In this guide, we will show you how websites should be asking you for cookie consent and what to do in case they’re violating your rights instead.
Many years ago, when someone accessed the internet, their data had been stripped off at the moment of arrival on any website. Cookies were starting to collect users’ data as soon as possible. But, it has changed.
The European Union quickly attempted to prevent this by passing the ePrivacy Directive in the early 2000s, which was updated a few times.
It didn’t bring the desired results at the desired scale, so the EU opted for a new law – the General Data Protection Regulation (GDPR).
Starting from 2018, the cookie laws are more strict than ever, and the penalties for non-compliance have never been bigger. However, many businesses are not compliant yet.
Data protection authority will likely never be able to go after every non-compliant business, so you must rely on yourself and protect your data.
That’s why you need to learn how you should be asked for consent for using cookies.
Initially, the EU introduced the ePrivacy Directive in the early 2000s to curb the collection of user data without consent, which did not achieve the intended impact. Consequently, the EU implemented the General Data Protection Regulation (GDPR) in 2018.
The GDPR mandates that companies obtain users’ consent prior to deploying cookies and sets forth precise criteria for what constitutes valid consent.
Additionally, the article demystifies cookies and emphasizes the importance of safeguarding personal information. It concludes with practical examples illustrating the proper and improper ways for businesses to seek cookie consent.
Cookies are small textual files that a website or an app sends to your device (laptop, smartphone, tablet), store them there, and use them to collect data. Website or app owners, i.e., data controllers, then process the data for their own needs.
Cookies collect your personal data and hand it to someone else to process it.
That doesn’t necessarily mean that you’ll suffer some damages; you’ll be a victim of identity theft.
It simply means that your data is in someone else’s hands, and they have it readily available. They may process it in compliance with the laws, do nothing with it, or abuse it. You never know.
Businesses must ask for users’ consent before injecting cookies into users’ devices.
Businesses, intentionally or not, often make mistakes in consent requests. The short period of the GDPR led to one significant decision of the Court of Justice of the European Union (CJEU) and detailed recommendations of the European Data Protection Board (EDPB).
The court decision is widely known as the Planet49 decision, where a German company was fined for collecting consent unlawfully.
You can read more about GDPR fines on the linked page.
Specifically, they provided users with pre-checked checkboxes instead of leaving the checking to users. That is not affirmative action. Therefore it is a violation of the law.
Affirmative action is only one of the requirements for lawful consent according to the GDPR, but that’s not the only thing you should be careful about.
The GDPR requires consent to be:
All these five requirements must be met for lawful consent.
But, what does each of them mean, and how do you recognize if you’ve been requested as you should be?

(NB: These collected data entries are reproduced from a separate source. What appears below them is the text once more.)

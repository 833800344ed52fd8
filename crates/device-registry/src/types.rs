use core::fmt;
use core::str::FromStr;
use serde::{Deserialize, Serialize};

/// Maximum number of channels any device reports.
pub const MAX_CHANNELS: usize = 8;

/// Raw value left in channels a device does not use.
pub const CHANNEL_UNUSED: u16 = 0xFFFF;

pub type RawChannels = [u16; MAX_CHANNELS];

/// The closed set of supported parts.
#[derive(Debug, Clone, Copy, PartialEq, Eq, Hash, Serialize, Deserialize)]
#[serde(rename_all = "snake_case")]
pub enum DeviceKind {
    /// 8-channel 12-bit ADC
    Ads7828,
    /// 4-channel 12-bit DAC
    Ad5694,
    /// 8-bit I/O expander
    Mcp23009,
    Tmp75,
    Sht21,
    Mpl115,
    /// 8-channel 12-bit threshold DAC
    Dac7578,
}

impl DeviceKind {
    pub fn name(self) -> &'static str {
        match self {
            DeviceKind::Ads7828 => "ads7828",
            DeviceKind::Ad5694 => "ad5694",
            DeviceKind::Mcp23009 => "mcp23009",
            DeviceKind::Tmp75 => "tmp75",
            DeviceKind::Sht21 => "sht21",
            DeviceKind::Mpl115 => "mpl115",
            DeviceKind::Dac7578 => "dac7578",
        }
    }
}

impl fmt::Display for DeviceKind {
    fn fmt(&self, f: &mut fmt::Formatter<'_>) -> fmt::Result {
        f.write_str(self.name())
    }
}

/// Which group of devices a configured bus carries.
#[derive(Debug, Clone, Copy, PartialEq, Eq, Hash, Serialize, Deserialize)]
#[serde(rename_all = "snake_case")]
pub enum SubsystemKind {
    Sensors,
    Hv,
    Prec,
}

impl SubsystemKind {
    pub fn name(self) -> &'static str {
        match self {
            SubsystemKind::Sensors => "sensors",
            SubsystemKind::Hv => "hv",
            SubsystemKind::Prec => "prec",
        }
    }
}

impl fmt::Display for SubsystemKind {
    fn fmt(&self, f: &mut fmt::Formatter<'_>) -> fmt::Result {
        f.write_str(self.name())
    }
}

impl FromStr for SubsystemKind {
    type Err = String;

    fn from_str(s: &str) -> Result<Self, Self::Err> {
        match s.trim().to_ascii_lowercase().as_str() {
            "sensors" => Ok(SubsystemKind::Sensors),
            "hv" => Ok(SubsystemKind::Hv),
            "prec" => Ok(SubsystemKind::Prec),
            other => Err(other.to_string()),
        }
    }
}

/// Physical unit attached to a channel. Fixed metadata, never derived.
#[derive(Debug, Clone, Copy, PartialEq, Eq, Serialize)]
#[serde(rename_all = "snake_case")]
pub enum Unit {
    Kilovolt,
    Volt,
    Millivolt,
    Microamp,
    Nanoamp,
    Celsius,
    PercentRh,
    Kilopascal,
    /// A digital line state, 0 or 1.
    Line,
}

impl Unit {
    pub fn suffix(self) -> &'static str {
        match self {
            Unit::Kilovolt => "kV",
            Unit::Volt => "V",
            Unit::Millivolt => "mV",
            Unit::Microamp => "uA",
            Unit::Nanoamp => "nA",
            Unit::Celsius => "C",
            Unit::PercentRh => "%",
            Unit::Kilopascal => "kPa",
            Unit::Line => "",
        }
    }
}

/// Static metadata for one device type (not instance).
#[derive(Debug, Clone, Serialize)]
pub struct DeviceDescriptor {
    pub name: &'static str,
    pub kind: DeviceKind,
    /// Console heading for multi-channel parts.
    pub title: Option<&'static str>,
    /// Labels of the channels that get reported, in order.
    pub labels: &'static [&'static str],
    pub units: &'static [Unit],
    pub addr_low: u8,
    pub addr_high: u8,
    /// Physical value of one converter count.
    pub lsb: Option<f64>,
    pub conversion: [f64; MAX_CHANNELS],
}

impl DeviceDescriptor {
    pub fn channel_count(&self) -> usize {
        self.labels.len()
    }

    pub fn is_single_address(&self) -> bool {
        self.addr_low == self.addr_high
    }

    /// Physical value of one count on `channel`: `lsb * conversion[channel]`.
    pub fn channel_scale(&self, channel: usize) -> f64 {
        let factor = self.conversion.get(channel).copied().unwrap_or(1.0);
        self.lsb.unwrap_or(1.0) * factor
    }
}

/// One configured bus and the devices polled on it.
#[derive(Debug, Clone, Serialize)]
pub struct Subsystem<'t> {
    pub bus: u8,
    pub kind: SubsystemKind,
    pub devices: Vec<&'t DeviceDescriptor>,
}

impl<'t> Subsystem<'t> {
    pub fn device(&self, kind: DeviceKind) -> Option<&'t DeviceDescriptor> {
        self.devices.iter().copied().find(|d| d.kind == kind)
    }
}

/// Values just acquired from one device instance.
#[derive(Debug, Clone)]
pub struct Reading<'a> {
    pub descriptor: &'a DeviceDescriptor,
    pub address: u8,
    pub raw: RawChannels,
    /// 0 for the first instance of this device type found on the bus, 1 for the next...
    pub index: usize,
}

/// A calibrated channel value ready for output.
#[derive(Debug, Clone, PartialEq)]
pub struct Measurement {
    pub label: &'static str,
    pub value: f64,
    pub unit: Unit,
}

Consent is given freely if it was voluntary action by the user. The user has given the consent of their own will if:
The consent is informed when you are informed about what will be going on with your personal data should you give consent. Businesses communicate this information through their privacy policies.
Remember: Websites must provide you with information about what happens to your data if it gets collected by cookies. That information must be provided in plain language, in a way that is easy to understand.
Businesses must obtain separate consent for every single processing purpose.
The business that tracks website analytics and uses advertising cookies must ask for consent for each purpose separately. One bundled consent doesn’t count.
Remember: Every cookie banner should look like the one above. The number of consent requests must be equal to the number of processing purposes.
The following cookie banner shows how to ask users for consent unlawfully because the toggles are on by default.
On the next one, the toggles are off. You can turn them on if you want. That’s how you give consent unambiguously, and that’s how businesses should ask you lawfully.
A common mistake websites make is assuming that users consent to data collection by staying on the website.
Remember: It is you who should take affirmative action to give consent. The cookie banner shouldn’t help. It should leave it up to you.
The business must allow you to withdraw the consent as easily as you have given it.
If you have clicked on an ACCEPT button to give consent, you should be allowed to click on a WITHDRAW button to withdraw it.
Businesses usually put the withdrawing option in the privacy center. It is a good practice as it provides easy access to exercise that right.
It is important to note again that the data controller must not condition the withdrawal by imposing some negative consequences unless the cookies are necessary for providing some features.
For example, cookies may be necessary to remember your language preferences on the website, and it makes sense to receive a worse user experience due to the withdrawal of consent.
However, advertising cookies are not related to the website functionalities in any way, so they must not be a condition for getting a better user experience.
Remember: You should be able to withdraw the consent as easily as you gave it.